# Scrimshaw Howlers



## prairiewolf (Feb 19, 2012)

First pic is my howler that Ron (RWP45)did a little scrimshaw work on, the second and third pics are Rons Horn that he sent me to make a howler from, I think it turned out very nice. Good job on the scrimshaw Ron ! I will mail the howler out tomorrow.


----------



## Lonehowl (Feb 16, 2010)

Dang nice Ed : )


----------



## 220swift (Mar 2, 2011)

Ed, those are REALLY nice. Great work on everyone's part!!!!!!!!!!!!!!!!


----------



## Rick Howard (Feb 25, 2012)

Very Nice!


----------



## youngdon (Mar 10, 2010)

WOW...I agree those are nice.


----------



## azpredatorhunter (Jul 24, 2012)

Sweet!..


----------



## Hellbilly1373 (May 12, 2012)

Beautiful work on those!


----------



## bones44 (Jan 7, 2011)

Those are way cool !! Nice work guys !!!


----------



## SWAMPBUCK10PT (Apr 5, 2010)

super nice--------


----------



## RWP45 (Aug 15, 2011)

Ed. You did a great job on my horn and I want to thank you "Very Much"!

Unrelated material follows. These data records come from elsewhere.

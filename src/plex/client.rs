//! Plex HTTP client for plex.tv sign-in and Plex Media Server library calls.

use reqwest::{Client, StatusCode};

use super::auth::AuthContext;
use super::error::{AuthError, PlexError};
use super::sections::parse_sections;
use super::types::*;

/// plex.tv endpoint that exchanges credentials for a token.
pub const SIGN_IN_URL: &str = "https://plex.tv/users/sign_in.json";

/// Plex HTTP API client.
#[derive(Debug)]
pub struct PlexClient {
  http: Client,
  auth: AuthContext,
  sign_in_url: String,
}

impl PlexClient {
  /// Create a client that identifies itself with `identity`.
  pub fn new(identity: &ClientIdentity) -> Result<Self, PlexError> {
    let http = Client::builder()
      .timeout(std::time::Duration::from_secs(30))
      .build()?;

    Ok(Self {
      http,
      auth: AuthContext::new(identity)?,
      sign_in_url: SIGN_IN_URL.to_string(),
    })
  }

  /// Use a different sign-in endpoint.
  pub fn set_sign_in_url(&mut self, url: impl Into<String>) {
    self.sign_in_url = url.into();
  }

  pub fn auth(&self) -> &AuthContext {
    &self.auth
  }

  /// Exchange username and password for a plex.tv token.
  pub async fn sign_in(&self, username: &str, password: &str) -> Result<String, AuthError> {
    log::debug!("Fetching plex.tv credentials for user: {}", username);

    let params = [("user[login]", username), ("user[password]", password)];

    let response = self
      .http
      .post(&self.sign_in_url)
      .headers(self.auth.headers())
      .form(&params)
      .send()
      .await?;

    let status = response.status();
    if !status.is_success() {
      return Err(AuthError::Rejected(status));
    }

    let body = response.text().await?;
    let parsed: SignInResponse = serde_json::from_str(&body)?;
    Ok(parsed.user.authentication_token)
  }

  /// List the library sections of the server at `base_url`.
  pub async fn list_sections(&self, base_url: &str, host: &str) -> Result<Vec<Section>, PlexError> {
    let url = format!("{}/library/sections", base_url);

    let response = self
      .http
      .get(&url)
      .headers(self.auth.headers())
      .send()
      .await?;

    let status = response.status();
    if status == StatusCode::UNAUTHORIZED {
      return Err(PlexError::Unauthorized(host.to_string()));
    }
    if !status.is_success() {
      return Err(PlexError::Status {
        host: host.to_string(),
        status,
      });
    }

    let body = response.text().await?;
    if body.is_empty() {
      return Err(PlexError::EmptyResponse(host.to_string()));
    }

    let sections = parse_sections(&body)?;
    if sections.is_empty() {
      return Err(PlexError::NoSections(host.to_string()));
    }

    log::debug!("Found {} library sections on {}", sections.len(), host);
    Ok(sections)
  }

  /// Ask the server at `base_url` to rescan section `key`.
  ///
  /// Only a transport failure is an error; the response status is not checked.
  pub async fn refresh_section(&self, base_url: &str, key: &str) -> Result<(), PlexError> {
    let url = format!("{}/library/sections/{}/refresh", base_url, key);

    let response = self
      .http
      .get(&url)
      .headers(self.auth.headers())
      .send()
      .await?;

    if !response.status().is_success() {
      log::debug!("Refresh of section {} returned HTTP {}", key, response.status());
    }

    Ok(())
  }
}
//! HTTP command client for Plex Home Theater.

use std::future::Future;

use reqwest::Client;
use serde::Serialize;
use thiserror::Error;

/// Destination application name for Plex Home Theater.
pub const PLEX_APP: &str = "PLEX";

#[derive(Error, Debug)]
pub enum PushError {
  #[error("HTTP request failed: {0}")]
  Http(#[from] reqwest::Error),
  #[error("HTTP {0}")]
  Status(reqwest::StatusCode),
}

/// A notification to show on one or more home-theater clients.
#[derive(Debug, Clone)]
pub struct PushRequest {
  pub title: String,
  pub message: String,
  pub hosts: Vec<String>,
  pub username: Option<String>,
  pub password: Option<String>,
  /// Application the hosts run, e.g. [`PLEX_APP`].
  pub dest_app: &'static str,
}

/// Delivery result for one host.
#[derive(Debug, Clone, PartialEq, Eq, Serialize)]
#[serde(rename_all = "camelCase")]
pub struct PushResult {
  pub host: String,
  pub delivered: bool,
}

/// Sends notifications to home-theater clients.
///
/// Implementations never fail as a whole; per-host failures are reported in
/// the returned results.
pub trait HomeTheaterPush: Send + Sync {
  fn push(&self, request: PushRequest) -> impl Future<Output = Vec<PushResult>> + Send;
}

/// Pushes through the legacy `xbmcHttp` command API that Plex Home Theater exposes.
#[derive(Debug, Clone)]
pub struct HttpHomeTheater {
  http: Client,
}

impl HttpHomeTheater {
  pub fn new() -> Result<Self, reqwest::Error> {
    Ok(Self {
      http: Client::builder()
        .timeout(std::time::Duration::from_secs(10))
        .build()?,
    })
  }

  /// Show `Notification(title,message)` on a single host.
  pub async fn send(
    &self,
    host: &str,
    title: &str,
    message: &str,
    username: Option<&str>,
    password: Option<&str>,
  ) -> Result<(), PushError> {
    let url = format!("http://{}/xbmcCmds/xbmcHttp/", host);
    let parameter = format!("Notification({},{})", title, message);

    let mut request = self
      .http
      .get(&url)
      .query(&[("command", "ExecBuiltIn"), ("parameter", parameter.as_str())]);
    if let (Some(username), Some(password)) = (username, password) {
      request = request.basic_auth(username, Some(password));
    }

    let response = request.send().await?;
    let status = response.status();
    if !status.is_success() {
      return Err(PushError::Status(status));
    }
    Ok(())
  }
}

impl HomeTheaterPush for HttpHomeTheater {
  async fn push(&self, request: PushRequest) -> Vec<PushResult> {
    let mut results = Vec::with_capacity(request.hosts.len());

    for host in &request.hosts {
      log::debug!(
        "Sending {} notification to {}: {}",
        request.dest_app,
        host,
        request.message
      );

      let delivered = match self
        .send(
          host,
          &request.title,
          &request.message,
          request.username.as_deref(),
          request.password.as_deref(),
        )
        .await
      {
        Ok(()) => true,
        Err(e) => {
          log::warn!("Failed to notify {} host {}: {}", request.dest_app, host, e);
          false
        }
      };

      results.push(PushResult {
        host: host.clone(),
        delivered,
      });
    }

    results
  }
}
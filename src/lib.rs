//! Plex Home Theater notifications and Plex Media Server library refresh.
//!
//! [`PlexNotifier`] pushes download, snatch, subtitle, update and login events
//! to Plex Home Theater clients and, after a download, asks Plex Media Server
//! to rescan the TV sections whose root directory holds the new file.

mod config;
mod home_theater;
mod messages;
mod notifier;
pub mod plex;

pub use config::{split_hosts, ConfigError, ConfigProvider, PlexConfig, SharedConfig};
pub use home_theater::{HomeTheaterPush, HttpHomeTheater, PushError, PushRequest, PushResult, PLEX_APP};
pub use messages::NotifyStrings;
pub use notifier::PlexNotifier;
pub use plex::{AuthError, LibraryUpdate, PlexError, SectionTarget, UpdateRequest};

Now all I have to do is learn how to use an open reed.
Thanks Ed
Ron


----------



## prairiewolf (Feb 19, 2012)

Ron, to start learning on an open reed dont move the green band but get another one or a rubber band and slide it to different locations and try blowing this will help you place your lips the same place each time until you get use to them. You can even leave the rubber band there forever if you want. If all you have is a large rubber band just wrap it a few times, it doesnt have to be real tight.


----------



## Rich Cronk (Feb 24, 2010)

Those look really nice Ed ! Is that a spray-on clear coat I see on those?


----------